Performances on International Holocaust Remembrance Day

In the context of International Holocaust Remembrance Day, on the 27 th of January 2022, eight theater projects will be performed by young people in seven European countries at the initiative of Theater Na de Dam. With these performances based on eyewitnesses, Theater Na de Dam and its eight partners provide this commemoration day with extra significance. The youngsters reflect on the meaning of this war in present day Europe.

Rückwärts, Berlin

Rückwärts is an audiovisual and dance performance based on questions such as: How can we commemorate what has happened during the holocaust today? How can we tackle this big issue in small ways? Which emotions are connected to this? What makes us trip up in life and why? When do I turn around and look back – and when do I look away? What do you see passing you by?

The performance can be followed via livestream on January 27th at 8 PM via this link.

Re/Fraction, Budapest

There are moments when the continuity of life is broken. These moments stay with us, they are parts of our stories, bodies, communities. Sometimes they stay with us as crystal clear images, sometimes we have to look for the connections with them, to reclaim parts of our lives: a name that sounds familiar, a forgotten taste, some streets that we’ve been unconsciously avoiding.

We are looking for connections with stories of the elderly who have lived the Holocaust with 12 young peple from Budapest. Through our performance we’re sharing the outcome of our research. Our performance is site specific, it is focused on Klauzál tér in Budapest, and commemorates the former ghetto of Budapest and the deportations from Hungary 

The performance is created within the framework of Personal Histories Budapest, that has been organizing community theater processes in Budapest for four years.

The Unforgettable story, Warsaw

This performance is a series of etudes based on conversations between young people involved in the project and senior citizens – witnesses of the Second World War.

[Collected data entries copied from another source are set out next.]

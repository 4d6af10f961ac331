//! Felzenszwalb-Huttenlocher graph-based segmentation.
//!
//! "Efficient Graph-Based Image Segmentation", Felzenszwalb and Huttenlocher
//! (2004). Edges are processed in order of increasing weight; two regions merge
//! when the connecting edge is no heavier than either region's internal
//! difference plus `k / size`.

use imageproc::definitions::Image;
use tracing::{debug, instrument};

use crate::{
    algorithms::{edge_weights::compute_edge_weights, union_find::DisjointSet},
    config::ConfigFh04,
    error::{Result, SegmentationError},
    pixel::BandPixel,
    traits::ImageSegmenter,
    types::{ConnectRule, Edge, Labeling, Segmentation},
};

/// Segment a graph of `pixel_count` nodes described by `edges`.
///
/// Equal-weight edges are processed in their input order, so the result is
/// fully determined by the edge list.
pub fn segment_fh(edges: &[Edge], pixel_count: usize, k: f32, min_size: usize) -> Result<Labeling> {
    let mut state = FhState::default();
    state.segment(edges, pixel_count, k, min_size)
}

/// Scratch storage for one segmentation, reusable across calls.
#[derive(Debug, Default)]
struct FhState {
    sorted: Vec<Edge>,
    rejected: Vec<Edge>,
    forest: DisjointSet,
    threshold: Vec<f32>,
}

impl FhState {
    fn segment(&mut self, edges: &[Edge], pixel_count: usize, k: f32, min_size: usize) -> Result<Labeling> {
        validate(edges, pixel_count, k)?;

        self.forest.reset(pixel_count);
        self.threshold.clear();
        self.threshold.resize(pixel_count, k);

        self.sorted.clear();
        self.sorted.extend_from_slice(edges);
        // Stable: ties keep input order.
        self.sorted.sort_by(|a, b| a.weight.total_cmp(&b.weight));

        self.rejected.clear();
        for edge in &self.sorted {
            let ra = self.forest.find(edge.index_a);
            let rb = self.forest.find(edge.index_b);
            if ra == rb {
                continue;
            }
            if edge.weight <= self.threshold[ra] && edge.weight <= self.threshold[rb] {
                let root = self.forest.union(ra, rb);
                self.threshold[root] = edge.weight + k / self.forest.size_of(root) as f32;
            } else {
                self.rejected.push(*edge);
            }
        }
        debug!(edges = edges.len(), rejected = self.rejected.len(), "threshold pass done");

        // Every edge between distinct regions is in `rejected`, in weight
        // order, and sizes only grow, so one pass leaves no small region with
        // a neighbor.
        if min_size > 1 {
            for edge in &self.rejected {
                let ra = self.forest.find(edge.index_a);
                let rb = self.forest.find(edge.index_b);
                if ra != rb && (self.forest.size_of(ra) < min_size || self.forest.size_of(rb) < min_size) {
                    self.forest.union(ra, rb);
                }
            }
        }

        Ok(self.forest.labeling())
    }
}

fn validate(edges: &[Edge], pixel_count: usize, k: f32) -> Result<()> {
    if !(k.is_finite() && k > 0.0) {
        return Err(SegmentationError::invalid("k", format!("must be finite and > 0, got {k}")));
    }
    for edge in edges {
        if edge.index_a >= pixel_count || edge.index_b >= pixel_count {
            return Err(SegmentationError::invalid(
                "edges",
                format!(
                    "edge ({}, {}) out of range for {pixel_count} pixels",
                    edge.index_a, edge.index_b
                ),
            ));
        }
        if !(edge.weight.is_finite() && edge.weight >= 0.0) {
            return Err(SegmentationError::invalid(
                "edges",
                format!("edge weight must be finite and >= 0, got {}", edge.weight),
            ));
        }
    }
    Ok(())
}

/// Reusable FH segmenter for images.
///
/// Holds the edge list and union-find storage between calls so repeated
/// segmentation of same-sized frames does not reallocate.
#[derive(Debug)]
pub struct SegmentFh04 {
    k: f32,
    min_size: usize,
    rule: ConnectRule,
    edges: Vec<Edge>,
    state: FhState,
}

impl SegmentFh04 {
    pub fn new(k: f32, min_size: usize, rule: ConnectRule) -> Result<Self> {
        if !(k.is_finite() && k > 0.0) {
            return Err(SegmentationError::invalid("k", format!("must be finite and > 0, got {k}")));
        }
        Ok(Self {
            k,
            min_size,
            rule,
            edges: Vec::new(),
            state: FhState::default(),
        })
    }

    pub fn from_config(config: &ConfigFh04) -> Result<Self> {
        Self::new(config.k, config.min_size, config.connect_rule)
    }

    pub fn k(&self) -> f32 {
        self.k
    }

    pub fn min_size(&self) -> usize {
        self.min_size
    }

    pub fn connect_rule(&self) -> ConnectRule {
        self.rule
    }

    /// Segment `image`, reusing internal scratch buffers.
    #[instrument(skip_all, fields(width = image.width(), height = image.height()))]
    pub fn segment<P: BandPixel>(&mut self, image: &Image<P>) -> Result<Segmentation> {
        compute_edge_weights(image, self.rule, &mut self.edges);
        let pixel_count = image.width() as usize * image.height() as usize;
        let labeling = self.state.segment(&self.edges, pixel_count, self.k, self.min_size)?;
        debug!(regions = labeling.num_regions(), "fh04 segmentation done");
        Segmentation::from_labeling(image.width(), image.height(), labeling)
    }
}

impl Default for SegmentFh04 {
    fn default() -> Self {
        let config = ConfigFh04::default();
        Self {
            k: config.k,
            min_size: config.min_size,
            rule: config.connect_rule,
            edges: Vec::new(),
            state: FhState::default(),
        }
    }
}

impl<P: BandPixel> ImageSegmenter<P> for SegmentFh04 {
    fn segment(&mut self, image: &Image<P>) -> Result<Segmentation> {
        SegmentFh04::segment(self, image)
    }

    fn name(&self) -> &'static str {
        "fh04"
    }
}

#[cfg(test)]
mod tests {
    use super::*;
    use crate::algorithms::edge_weights::edge_weights;
    use image::{GrayImage, Luma};

    fn two_halves() -> GrayImage {
        GrayImage::from_fn(4, 4, |_, y| Luma([if y < 2 { 10 } else { 200 }]))
    }

    #[test]
    fn splits_two_uniform_halves() {
        let img = two_halves();
        let edges = edge_weights(&img, ConnectRule::Four);
        let labeling = segment_fh(&edges, 16, 50.0, 1).expect("valid input");
        assert_eq!(labeling.region_sizes, vec![8, 8]);
        assert!(labeling.labels[..8].iter().all(|&l| l == 0));
        assert!(labeling.labels[8..].iter().all(|&l| l == 1));
    }

    #[test]
    fn uniform_image_is_one_region_for_any_k() {
        let img = GrayImage::from_pixel(6, 5, Luma([77]));
        let edges = edge_weights(&img, ConnectRule::Eight);
        for k in [0.001, 1.0, 300.0, 1e6] {
            let labeling = segment_fh(&edges, 30, k, 0).expect("valid input");
            assert_eq!(labeling.region_sizes, vec![30], "k = {k}");
        }
    }

    #[test]
    fn min_size_absorbs_small_regions() {
        // A single bright pixel in a dark image.
        let img = GrayImage::from_fn(5, 5, |x, y| Luma([if (x, y) == (2, 2) { 255 } else { 0 }]));
        let edges = edge_weights(&img, ConnectRule::Four);

        let unpruned = segment_fh(&edges, 25, 10.0, 1).expect("valid input");
        assert_eq!(unpruned.num_regions(), 2);

        let pruned = segment_fh(&edges, 25, 10.0, 4).expect("valid input");
        assert_eq!(pruned.region_sizes, vec![25]);
    }

    #[test]
    fn min_size_larger_than_image_gives_one_region() {
        let img = GrayImage::from_fn(3, 3, |x, _| Luma([(x * 100) as u8]));
        let edges = edge_weights(&img, ConnectRule::Four);
        let labeling = segment_fh(&edges, 9, 1.0, 100).expect("valid input");
        assert_eq!(labeling.region_sizes, vec![9]);
    }

    #[test]
    fn rejects_bad_parameters() {
        let edges = [Edge {
            index_a: 0,
            index_b: 5,
            weight: 1.0,
        }];
        assert!(matches!(
            segment_fh(&edges, 4, 1.0, 0),
            Err(SegmentationError::InvalidParameter { name: "edges", .. })
        ));
        assert!(matches!(
            segment_fh(&[], 4, 0.0, 0),
            Err(SegmentationError::InvalidParameter { name: "k", .. })
        ));
        assert!(matches!(
            segment_fh(&[], 4, f32::NAN, 0),
            Err(SegmentationError::InvalidParameter { name: "k", .. })
        ));
        assert!(SegmentFh04::new(-3.0, 10, ConnectRule::Eight).is_err());
    }

    #[test]
    fn empty_graph() {
        let labeling = segment_fh(&[], 0, 1.0, 5).expect("valid input");
        assert!(labeling.labels.is_empty());
        assert_eq!(labeling.num_regions(), 0);
    }

    #[test]
    fn segmenter_reuses_scratch_across_sizes() {
        let mut segmenter = SegmentFh04::new(50.0, 1, ConnectRule::Four).expect("valid k");
        let first = segmenter.segment(&two_halves()).expect("segments");
        assert_eq!(first.num_regions(), 2);

        let small = GrayImage::from_pixel(2, 2, Luma([5]));
        let second = segmenter.segment(&small).expect("segments");
        assert_eq!(second.region_sizes, vec![4]);

        let again = segmenter.segment(&two_halves()).expect("segments");
        assert_eq!(again, first);
    }
}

The stories of Mrs. Ela, Mrs. Basia, Mr. Bolesław and Mr. Eugeniusz – personal, moving, unusual, sometimes surprising – were an inspiration and starting point for the group to reflect and find analogies between the past and present times.

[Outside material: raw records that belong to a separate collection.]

//! Weighting kernels for mean-shift.

/// Weight of a neighbor by its offset from the window center.
pub trait SpatialWeight: Send + Sync {
    /// Half-width of the square search window in pixels.
    fn radius(&self) -> usize;

    fn weight(&self, dx: i64, dy: i64) -> f32;
}

/// Weight of a neighbor by its squared color distance to the current mean.
pub trait ColorWeight: Send + Sync {
    fn weight(&self, distance_sq: f32) -> f32;
}

/// Every pixel inside the square window counts equally.
#[derive(Debug, Clone, Copy)]
pub struct UniformSpatial {
    pub radius: usize,
}

impl SpatialWeight for UniformSpatial {
    fn radius(&self) -> usize {
        self.radius
    }

    fn weight(&self, dx: i64, dy: i64) -> f32 {
        let r = self.radius as i64;
        if dx.abs() <= r && dy.abs() <= r { 1.0 } else { 0.0 }
    }
}

/// Gaussian falloff with the window truncated at `radius`.
#[derive(Debug, Clone, Copy)]
pub struct GaussianSpatial {
    pub radius: usize,
    pub sigma: f32,
}

impl GaussianSpatial {
    /// Sigma of a third of the radius, so the window covers three sigmas.
    pub fn from_radius(radius: usize) -> Self {
        Self {
            radius,
            sigma: (radius as f32 / 3.0).max(0.5),
        }
    }
}

impl SpatialWeight for GaussianSpatial {
    fn radius(&self) -> usize {
        self.radius
    }

    fn weight(&self, dx: i64, dy: i64) -> f32 {
        let r = self.radius as i64;
        if dx.abs() > r || dy.abs() > r {
            return 0.0;
        }
        let d2 = (dx * dx + dy * dy) as f32;
        (-d2 / (2.0 * self.sigma * self.sigma)).exp()
    }
}

/// Full weight inside the color radius, zero outside.
#[derive(Debug, Clone, Copy)]
pub struct UniformColor {
    pub radius_sq: f32,
}

impl UniformColor {
    pub fn new(radius: f32) -> Self {
        Self {
            radius_sq: radius * radius,
        }
    }
}

impl ColorWeight for UniformColor {
    fn weight(&self, distance_sq: f32) -> f32 {
        if distance_sq <= self.radius_sq { 1.0 } else { 0.0 }
    }
}

/// Gaussian falloff in color distance.
#[derive(Debug, Clone, Copy)]
pub struct GaussianColor {
    pub sigma: f32,
}

impl ColorWeight for GaussianColor {
    fn weight(&self, distance_sq: f32) -> f32 {
        (-distance_sq / (2.0 * self.sigma * self.sigma)).exp()
    }
}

What kind of world do we live in? What kind of world do we want to live in, and what kind we don’t want to live in? What problems do young people think are important in today’s world?

What do we have to face up to so that what the witnesses of history experienced never happens?

The youth group met a year ago at ZOOM to create an online performance. This year they planned to stage the last year’s performance live. Unfortunately, due to COVID 19, the performance has been moved to march.

We are the memory, Prague

The performance We are the Memory 2022 commemorates the events of the “Heydrichiáda” which is the collective name for a period of severe repression carried out by the German Nazi occupiers during World War II in the Protectorate of Bohemia and Moravia in connection with the person representing the Reich Protector – Reinhard Heydrich.
In the premises of the Church of St. Cyril and Methodius, a group of eleven young actors will recall the bravery of the people who provided support for the paratroopers. The task is to revive the stories of those who were fatally affected by the events around the assassination of the Reich Protector.

Act of Remembrance, Lviv

The performance is based on the oral history of Mykola Petrenko as recorded by the team of the history project #unheard. Mykola Petrenko was an eyewitness in the Holocaust and this performance is in honor of his story and all the other unheard stories of the Holocaust.

The performance is part of a series of events in the city of Lviv and in the Terrority of Terror Museum. Unfortunately, due to COVID 19, these events have been cancelled. This performance can be viewed in Zoom on 27 January at 14:00, click here.

Memory Office, Kaunas

This performance was part of the CityTelling Festival and will be revisited for International Holocaust Remembrance Day. An excerpt from one of the letters that is read in the perfromance:

“I am grateful that you have agreed to remember the past again and to share your experiences during the war. It has been difficult for me, who has not had a similar experience living in a free democracy, to respond to your experiences. I tried to imagine, but the strong freshness of freedom within me resented as I stood to put myself in your shoes. How can freedom be taken away? How can a person not be allowed to speak? How can you close him without his own offense and try to break it? How can one voluntarily contribute to another’s death? No, it is not allowed. I tried to analyze, to understand what was going on in the minds of all the people involved in the war, what they were going through, what emotions controlled them, what they believed. I tried to understand why this happened, what the reasons or excuses were for it. But I didn’t find the slightest crumb to justify these incidents.”

Gabriele, 16

Our Heritage, Bamberg

Contweedancecollective has made a filmproject. Inspired by a story about a courageous woman and the search for her mother who disappeared in the Dutch resistance, the project is focused on the body as a storage for memories. It is a dialogue between different generations, crossing the border between The Netherlands and Germany.


Due Scarpe in Due, Turin

During this performance, the actors reflect on the lack of certain products during the war through the story of two sisters who had to share one pair of shoes.